Can be said of most of Java, Kotlin, Scala, Erlang etc etc. Just compiled javadocs, sometimes with a couple of unhelpful lines.

> data structures aren't printable by default

Neither they are in C++

I think the real reason it's not popular is that there are languages which solve more or less the same problems of system programming but look far more familiar to an avg. programmer who was raised on C++ and Java.


Maybe it's post-hoc?

I wanted to use OCaml since 2002, since it was a GC'd language with good performance, achieving a lot with relatively few lines of code. Being a language nerd, I was (am?) positively inclined to the language. Yet there was always something that made it notably less pleasant to solve my current problem in than in than some other language.

If it had trouble getting traction with me, that's bad news.

Meanwhile the mainstream has progressed a lot since 2000. GC is the standard, closures are normal, pattern matching and destructuring are increasingly so.
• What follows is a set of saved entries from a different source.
//! Persistence module for the save slot, the leaderboard and the key binding file.
//!
//! All records are JSON files inside the data directory. Writes go to a temporary file first and
//! are renamed into place, so a failed save never leaves a half-written record behind.

use std::{
    fs, io,
    path::{Path, PathBuf},
};

use serde::{Deserialize, Serialize};
use tracing::{debug, info, warn};

use crate::{
    error::PersistenceError,
    game::PowerUp,
    keys::KeyBindings,
    maze::{Cell, Maze, MazeSize, Position},
};

/// Version written into new snapshots. Snapshots with a higher version are rejected.
pub const SNAPSHOT_VERSION: u32 = 1;
/// Number of entries kept on the leaderboard.
pub const LEADERBOARD_CAPACITY: usize = 10;
/// File name of the save slot.
pub const SAVE_FILE: &str = "maze_save.json";
/// File name of the leaderboard.
pub const LEADERBOARD_FILE: &str = "leaderboard.json";
/// File name of the key binding table.
pub const KEY_BINDINGS_FILE: &str = "key_bindings.json";

/// Serialized session, one per save slot.
///
/// Fields that older or hand-edited files may lack fall back to their defaults; the fields that
/// define the maze and the player's progress are required.
#[derive(Clone, Debug, PartialEq, Serialize, Deserialize)]
pub struct Snapshot {
    /// Record format version.
    #[serde(default = "default_version")]
    pub version: u32,
    /// Grid cells in row-major order.
    pub maze: Vec<Cell>,
    /// Number of columns.
    pub width: usize,
    /// Number of rows.
    pub height: usize,
    /// Player cell.
    pub player: Position,
    /// Exit cell.
    pub exit: Position,
    /// Previously occupied cells, oldest first.
    pub trail: Vec<Position>,
    /// Accepted moves so far.
    pub steps: u64,
    /// Play time in milliseconds, excluding pauses.
    #[serde(default)]
    pub elapsed_ms: u64,
    /// Theme name. Not interpreted by the game logic.
    #[serde(default = "default_theme")]
    pub theme: String,
    /// Whether hint routes are drawn.
    #[serde(default = "default_show_hint_path")]
    pub show_hint_path: bool,
    /// Zoom factor.
    #[serde(default = "default_zoom")]
    pub zoom: f64,
    /// Horizontal pan offset.
    #[serde(default)]
    pub pan_x: f64,
    /// Vertical pan offset.
    #[serde(default)]
    pub pan_y: f64,
    /// Power-ups of the session, collected or not.
    #[serde(default)]
    pub power_ups: Vec<PowerUp>,
}

/// Default for [`Snapshot::version`].
const fn default_version() -> u32 {
    SNAPSHOT_VERSION
}

/// Default for [`Snapshot::theme`].
fn default_theme() -> String {
    "Classic".to_owned()
}

/// Default for [`Snapshot::show_hint_path`].
const fn default_show_hint_path() -> bool {
    true
}

/// Default for [`Snapshot::zoom`].
const fn default_zoom() -> f64 {
    1.0
}

impl Snapshot {
    /// Parses a snapshot and checks its version.
    ///
    /// # Errors
    ///
    /// - [`PersistenceError::Json`] if required fields are missing or malformed.
    /// - [`PersistenceError::UnsupportedVersion`] if the record is newer than this build.
    pub fn from_json(text: &str) -> Result<Self, PersistenceError> {
        let snapshot: Self = serde_json::from_str(text)?;
        if snapshot.version > SNAPSHOT_VERSION {
            return Err(PersistenceError::UnsupportedVersion(snapshot.version));
        }

        Ok(snapshot)
    }

    /// Serializes the snapshot.
    ///
    /// # Errors
    ///
    /// - [`PersistenceError::Json`] if serialization fails.
    pub fn to_json(&self) -> Result<String, PersistenceError> {
        Ok(serde_json::to_string(self)?)
    }

    /// Rebuilds the stored maze.
    ///
    /// # Errors
    ///
    /// - [`PersistenceError::Corrupted`] if the dimensions are invalid or do not match the grid.
    pub fn maze(&self) -> Result<Maze, PersistenceError> {
        let size = MazeSize::new(self.width, self.height)
            .map_err(|err| PersistenceError::Corrupted(err.to_string()))?;

        Maze::from_cells(size, self.maze.clone()).ok_or_else(|| {
            PersistenceError::Corrupted(format!(
                "grid has {} cells, expected {}",
                self.maze.len(),
                size.area()
            ))
        })
    }
}

/// A single finished run.
#[derive(Clone, Copy, Debug, PartialEq, Eq, Serialize, Deserialize)]
pub struct LeaderboardEntry {
    /// Whole seconds it took to reach the exit.
    pub time: u64,
    /// Moves it took to reach the exit.
    pub steps: u64,
}

/// Best runs, fastest first.
///
/// At most [`LEADERBOARD_CAPACITY`] entries are kept. Entries with the same time keep their
/// insertion order.
#[derive(Clone, Debug, Default, PartialEq, Eq, Serialize, Deserialize)]
#[serde(from = "Vec<LeaderboardEntry>", into = "Vec<LeaderboardEntry>")]
pub struct Leaderboard {
    /// Sorted entries.
    entries: Vec<LeaderboardEntry>,
}

impl From<Vec<LeaderboardEntry>> for Leaderboard {
    fn from(entries: Vec<LeaderboardEntry>) -> Self {
        let mut board = Self { entries };
        board.normalize();
        board
    }
}

impl From<Leaderboard> for Vec<LeaderboardEntry> {
    fn from(board: Leaderboard) -> Self {
        board.entries
    }
}

impl Leaderboard {
    /// Adds a run, re-sorts, and drops whatever falls beyond the capacity.
    pub fn insert(&mut self, entry: LeaderboardEntry) {
        self.entries.push(entry);
        self.normalize();
    }

    /// Entries, fastest first.
    #[must_use]
    pub fn entries(&self) -> &[LeaderboardEntry] {
        &self.entries
    }

    /// Restores the ordering and capacity invariants.
    fn normalize(&mut self) {
        self.entries.sort_by_key(|entry| entry.time);
        self.entries.truncate(LEADERBOARD_CAPACITY);
    }
}

/// Storage for the save slot and the leaderboard.
pub trait Store {
    /// Writes the save slot.
    ///
    /// # Errors
    ///
    /// - [`PersistenceError`] if serialization or the write fails.
    fn save_snapshot(&self, snapshot: &Snapshot) -> Result<(), PersistenceError>;

    /// Reads the save slot.
    ///
    /// # Errors
    ///
    /// - [`PersistenceError`] if the slot is empty, unreadable, or not a valid snapshot.
    fn load_snapshot(&self) -> Result<Snapshot, PersistenceError>;

    /// Reads the leaderboard.
    ///
    /// A missing record is an empty leaderboard. An unreadable one is logged and treated the same,
    /// so a damaged record never blocks play.
    fn load_leaderboard(&self) -> Leaderboard;

    /// Adds a finished run to the leaderboard and returns the updated board.
    ///
    /// # Errors
    ///
    /// - [`PersistenceError`] if the updated board cannot be written.
    fn record_win(&self, entry: LeaderboardEntry) -> Result<Leaderboard, PersistenceError>;
}

/// JSON file storage rooted at the data directory.
#[derive(Clone, Debug)]
pub struct FileStore {
    /// Directory holding every record.
    dir: PathBuf,
}

impl FileStore {
    /// Opens a store, creating the directory if needed.
    ///
    /// # Errors
    ///
    /// - [`PersistenceError::Io`] if the directory cannot be created.
    pub fn new(dir: &Path) -> Result<Self, PersistenceError> {
        let dir = dir.to_path_buf();
        fs::create_dir_all(&dir)?;

        Ok(Self { dir })
    }

    /// Directory holding every record.
    #[must_use]
    pub fn dir(&self) -> &Path {
        &self.dir
    }

    /// Reads the key binding table, falling back to the defaults.
    ///
    /// When no file exists yet the defaults are written out so players have something to edit.
    /// A malformed file is logged and replaced by the defaults in memory only.
    #[must_use]
    pub fn load_key_bindings(&self) -> KeyBindings {
        let path = self.dir.join(KEY_BINDINGS_FILE);
        match read_optional(&path) {
            Ok(Some(text)) => KeyBindings::from_json(&text).unwrap_or_else(|err| {
                warn!(path = %path.display(), %err, "malformed key bindings, using defaults");
                KeyBindings::default()
            }),
            Ok(None) => {
                let defaults = KeyBindings::default();
                if let Err(err) = self.save_key_bindings(&defaults) {
                    warn!(path = %path.display(), %err, "failed to write default key bindings");
                }
                defaults
            }
            Err(err) => {
                warn!(path = %path.display(), %err, "failed to read key bindings, using defaults");
                KeyBindings::default()
            }
        }
    }

    /// Writes the key binding table.
    ///
    /// # Errors
    ///
    /// - [`PersistenceError`] if serialization or the write fails.
    pub fn save_key_bindings(&self, bindings: &KeyBindings) -> Result<(), PersistenceError> {
        write_atomic(&self.dir.join(KEY_BINDINGS_FILE), &bindings.to_json()?)
    }
}

impl Store for FileStore {
    fn save_snapshot(&self, snapshot: &Snapshot) -> Result<(), PersistenceError> {
        let path = self.dir.join(SAVE_FILE);
        write_atomic(&path, &snapshot.to_json()?)?;
        info!(path = %path.display(), steps = snapshot.steps, "saved game");

        Ok(())
    }

    fn load_snapshot(&self) -> Result<Snapshot, PersistenceError> {
        let path = self.dir.join(SAVE_FILE);
        let snapshot = Snapshot::from_json(&fs::read_to_string(&path)?)?;
        info!(path = %path.display(), steps = snapshot.steps, "loaded game");

        Ok(snapshot)
    }

    fn load_leaderboard(&self) -> Leaderboard {
        let path = self.dir.join(LEADERBOARD_FILE);
        match read_optional(&path) {
            Ok(None) => Leaderboard::default(),
            Ok(Some(text)) => serde_json::from_str(&text).unwrap_or_else(|err| {
                warn!(path = %path.display(), %err, "ignoring malformed leaderboard");
                Leaderboard::default()
            }),
            Err(err) => {
                warn!(path = %path.display(), %err, "failed to read leaderboard");
                Leaderboard::default()
            }
        }
    }

    fn record_win(&self, entry: LeaderboardEntry) -> Result<Leaderboard, PersistenceError> {
        let mut board = self.load_leaderboard();
        board.insert(entry);
        write_atomic(
            &self.dir.join(LEADERBOARD_FILE),
            &serde_json::to_string(&board)?,
        )?;
        info!(time = entry.time, steps = entry.steps, "recorded win");

        Ok(board)
    }
}

/// Reads a file, mapping "not found" to [`None`].
fn read_optional(path: &Path) -> io::Result<Option<String>> {
    match fs::read_to_string(path) {
        Ok(text) => Ok(Some(text)),
        Err(err) if err.kind() == io::ErrorKind::NotFound => Ok(None),
        Err(err) => Err(err),
    }
}

/// Writes `contents` next to `path` and renames it into place.
fn write_atomic(path: &Path, contents: &str) -> Result<(), PersistenceError> {
    let temp_path = path.with_extension("json.tmp");
    fs::write(&temp_path, contents)?;
    fs::rename(&temp_path, path)?;
    debug!(path = %path.display(), bytes = contents.len(), "wrote record");

    Ok(())
}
While HM-style type inference is not mainstream, local type inference is (and I'm no longer convinced that global type inference is the way). Algebraic data types aren't unusual anymore.

A few years back I just threw in the towel and went with Rust; this happened after I volunteered to improve OCaml's gdb support (including DWARF hell), which went nowhere. I wish Rust compiled faster, and a GC'd language is usually more productive for my problems, but in every other regard it stole what should have been OCaml's thunder. And when popular successor languages eventually appear, they'll do it even better.


Off-topic: What language would you say is the closest thing to "Rust with a GC"?

(Rust has refcounting, but it's slow, and needing to handle cycles manually limits its usefulness.)


The closest thing to "Rust with a GC" in my mind is Ponylang or just Pony:

https://www.ponylang.io/ https://github.com/ponylang/ponyc

The Pony community is here:

https://ponylang.zulipchat.com/

Pony's garbage collection and runtime can yield performance faster than C/C++/Rust because the compiler eliminates data races at compile time, and thus no locks are needed.

It features implementations of Dmitri Vyukov (www.1024cores.net) algorithms for work stealing and Multi-producer single consumer queues that use only a single atomic instruction to read. The designer, Sylvan Clebsch, is an ex-game-developer and ex-high-frequency-trading-infrastructure engineering lead; he knew what he was doing when he designed the language for high performance on multicore systems.

On the other hand, you do have to re-wire your thinking to think in terms of Actors and their state, and this is kind of hard to wrap one's head around if you are used to Go's CSP or the popular async/await approaches -- it is a somewhat different paradigm.


GC was standard already in 2000: Perl, Python, Ruby, Java and JS all had GC from day 1.


Crappy GC for most of them, but... fair point.


You probably know it, but Common Lisp May be a bit dated but it’s extremely modern in terms of features since you can add almost any feature to the language in libraries! I use it exactly because it’s old and battle tested and I don’t need to wait years for a language designer to give me a feature , I can just add it myself, though these days it has everything done already!


> there's multiple standard libraries

There is only one standard library and it shipped with the compiler.

> data structures aren't printable by default

So? That’s the case with most languages. Ocaml has a deriver to make types printable and a REPL which automatically prints for testing.

> tooling that's often a decade behind more mainstream languages

Opam is a fully featured package manager, dune works fine, bucks2 supports Ocaml.

> proper gdb support when?

Ocaml has had a rewindable debugger since approximately forever.

> OCaml added multicore support recently, but now there is the whole Eio/Lwt/Async thing.

Lwt was the default and everyone agrees eio is the future now that effects are there. Async is a Janestreet thing with pretty much no impact on the language outside of Janestreet.

Honestly, I maintained my initial point. Ocaml alleged frictions were always widely overstated.

When I was writing Ocaml professionally 15 years ago, there was no dune and no opam and it was already fairly easy to use the language.